Court Opinion

ID: 2780613
Source: CourtListenerOpinion
Date Created: 2015-02-19 21:00:54.495288+00
Date Added: 2024-06-11T10:57:52.770976
License: Public Domain

NOT FOR PUBLICATION

                    UNITED STATES COURT OF APPEALS                            FILED
                            FOR THE NINTH CIRCUIT                              FEB 19 2015

                                                                          MOLLY C. DWYER, CLERK
                                                                            U.S. COURT OF APPEALS

YSALAS PATINO-ORTIZ, AKA Ysaias                  No. 11-71942
Patino,
                                                 Agency No. A037-731-383
              Petitioner,

  v.                                             MEMORANDUM*

ERIC H. HOLDER, Jr., Attorney General,

              Respondent.

                     On Petition for Review of an Order of the
                         Board of Immigration Appeals

                     Argued and Submitted February 13, 2015
                              Pasadena California

Before: CHRISTEN and HURWITZ, Circuit Judges, and BURGESS, District
Judge.***

       Ysaias Patino Ortiz petitions for review of the decision of the Board of

Immigration Appeals (BIA) to dismiss his appeal from the denial of his third

        *
             This disposition is not appropriate for publication and is not precedent
except as provided by 9th Cir. R. 36-3.
        ***
             The Honorable Timothy M. Burgess, District Judge for the U.S.
District Court for the District of Alaska, sitting by designation.
motion to reopen.1 We deny the petition because Patino’s third motion is time-

barred.

      1.     Patino’s departure from the United States did not deprive the BIA of

jurisdiction under 8 C.F.R. § 1003.23(b) because the regulation “applies only to a

person who departs the United States while he or she ‘is the subject of removal . . .

proceedings.’” Lin v. Gonzales, 473 F.3d 979, 982 (9th Cir. 2007) (quoting 8

C.F.R. § 1003.23(b)(1)). Patino at no point departed the country while he was the

subject of removal proceedings, and “the physical removal of a petitioner by the

United States does not preclude the petitioner from pursuing a motion to reopen.”

Coyt v. Holder, 593 F.3d 902, 907 (9th Cir. 2010).

      2.     Patino’s motion is time-barred. See 8 U.S.C. § 1229a(c)(7)(C)(I).
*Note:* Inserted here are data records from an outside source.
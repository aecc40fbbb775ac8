//! Request execution

use std::collections::BTreeMap;

use serde_json::{json, Value};
use tracing::{debug, info_span};

use super::{Envelope, Operation, Request, Response};
use crate::error::AgentResult;
use crate::models::raw::require;
use crate::models::{
    BudgetInput, BudgetResult, EstimateOutcome, ListingOutcome, LoanEvaluation, LoanPolicy, Money,
};
use crate::services::{assess_estimates, check_listings, BudgetCalculator};

/// The typed result of one request, with the validated inputs it came from
#[derive(Debug, Clone, PartialEq)]
pub enum Calculation {
    Budget {
        input: BudgetInput,
        result: BudgetResult,
    },
    Affordability {
        total_budget: Money,
        outcomes: Vec<ListingOutcome>,
    },
    Evaluate {
        input: BudgetInput,
        bto_price: Money,
        result: LoanEvaluation,
    },
    Estimates {
        total_budget: Money,
        outcomes: BTreeMap<String, EstimateOutcome>,
    },
}

impl Calculation {
    pub fn operation(&self) -> Operation {
        match self {
            Calculation::Budget { .. } => Operation::Budget,
            Calculation::Affordability { .. } => Operation::Affordability,
            Calculation::Evaluate { .. } => Operation::Evaluate,
            Calculation::Estimates { .. } => Operation::Estimates,
        }
    }

    /// Sanitised echo of the inputs
    pub fn input_json(&self) -> AgentResult<Value> {
        Ok(match self {
            Calculation::Budget { input, .. } => serde_json::to_value(input)?,
            Calculation::Affordability {
                total_budget,
                outcomes,
            } => {
                let listings: Vec<Value> = outcomes
                    .iter()
                    .map(|outcome| {
                        json!({
                            "name": outcome.name(),
                            "price": outcome.result().map(|r| r.price),
                        })
                    })
                    .collect();
                json!({ "total_budget": total_budget, "listings": listings })
            }
            Calculation::Evaluate {
                input, bto_price, ..
            } => {
                let mut value = serde_json::to_value(input)?;
                if let Value::Object(map) = &mut value {
                    map.insert("bto_price".into(), serde_json::to_value(bto_price)?);
                }
                value
            }
            Calculation::Estimates {
                total_budget,
                outcomes,
            } => json!({ "total_budget": total_budget, "estimate_count": outcomes.len() }),
        })
    }

    /// The computed result
    pub fn result_json(&self) -> AgentResult<Value> {
        Ok(match self {
            Calculation::Budget { result, .. } => serde_json::to_value(result)?,
            Calculation::Affordability { outcomes, .. } => serde_json::to_value(outcomes)?,
            Calculation::Evaluate { result, .. } => serde_json::to_value(result)?,
            Calculation::Estimates { outcomes, .. } => serde_json::to_value(outcomes)?,
        })
    }
}

/// Validates requests and runs them through the services
pub struct RequestHandler<'a> {
    calculator: BudgetCalculator<'a>,
}

impl<'a> RequestHandler<'a> {
    pub fn new(policy: &'a LoanPolicy) -> Self {
        Self {
            calculator: BudgetCalculator::new(policy),
        }
    }

    /// Validate and run a request
    pub fn execute(&self, request: &Request) -> AgentResult<Calculation> {
        let span = info_span!("execute", operation = %request.operation());
        let _guard = span.enter();

        let calculation = match request {
            Request::Budget(req) => {
                let input = req.into_input(self.calculator.policy())?;
                let result = self.calculator.compute(&input)?;
                Calculation::Budget { input, result }
            }
            Request::Affordability(req) => {
                let total_budget =
                    require(&req.total_budget, "total_budget")?.to_money("total_budget")?;
                Calculation::Affordability {
                    total_budget,
                    outcomes: check_listings(total_budget, &req.listings),
                }
            }
            Request::Evaluate(req) => {
                let input = req.budget().into_input(self.calculator.policy())?;
                let bto_price = require(&req.bto_price, "bto_price")?.to_money("bto_price")?;
                let result = self.calculator.evaluate(&input, bto_price)?;
                Calculation::Evaluate {
                    input,
                    bto_price,
                    result,
                }
            }
            Request::Estimates(req) => {
                let total_budget =
                    require(&req.total_budget, "total_budget")?.to_money("total_budget")?;
                Calculation::Estimates {
                    total_budget,
                    outcomes: assess_estimates(total_budget, &req.estimates),
                }
            }
        };

        debug!("request completed");
        Ok(calculation)
    }

    /// Run a parsed request and wrap the outcome in a response envelope
    pub fn respond(&self, envelope: &Envelope) -> Response {
        let outcome = self
            .execute(&envelope.request)
            .and_then(|calculation| Response::success(&calculation));

        match outcome {
            Ok(response) => response.with_session(envelope.session_id.clone()),
            Err(err) => Response::failure(Some(envelope.operation), &err)
                .with_session(envelope.session_id.clone()),
        }
    }

    /// Answer a JSON request document; never fails, errors become `ok: false`
    pub fn handle_json(&self, text: &str) -> Response {
        match Envelope::parse(text) {
            Ok(envelope) => self.respond(&envelope),
            Err((operation, session_id, err)) => {
                Response::failure(operation, &err).with_session(session_id)
            }
        }
    }

    /// Answer a JSON request value
    pub fn handle_value(&self, value: Value) -> Response {
        self.handle_json(&value.to_string())
    }
}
Any equitable tolling available from his claim of ineffective assistance of counsel

would run only from January 2008, when Patino’s then-counsel filed the first

motion to reopen. It would not apply to the six years between 2001, when Patino

was removed, and 2007, when he first sought to vacate his convictions.

      The California statute under which Patino vacated his conviction was

enacted in 1977, and pertained to all criminal proceedings after January 1, 1978.

Cal. Penal Code § 1016.5(b). Patino entered his guilty plea and was convicted in

      1
             The parties are familiar with the facts, so we do not recount them here.

                                          2
2000. Section 1016.5(b) allowed Patino to vacate his conviction because the

criminal court failed to inform him of immigration consequences during the plea

proceedings. Id. Patino certainly became aware of those consequences when he

was removed for the conviction in 2001. Yet the record contains no evidence that

he sought legal assistance until 2007. Because Patino failed to act with due

diligence in the six intervening years, no equitable tolling is available for that

period. See Singh v. Gonzales, 491 F.3d 1090, 1095–96 (9th Cir. 2007).

      The petition for review is DENIED.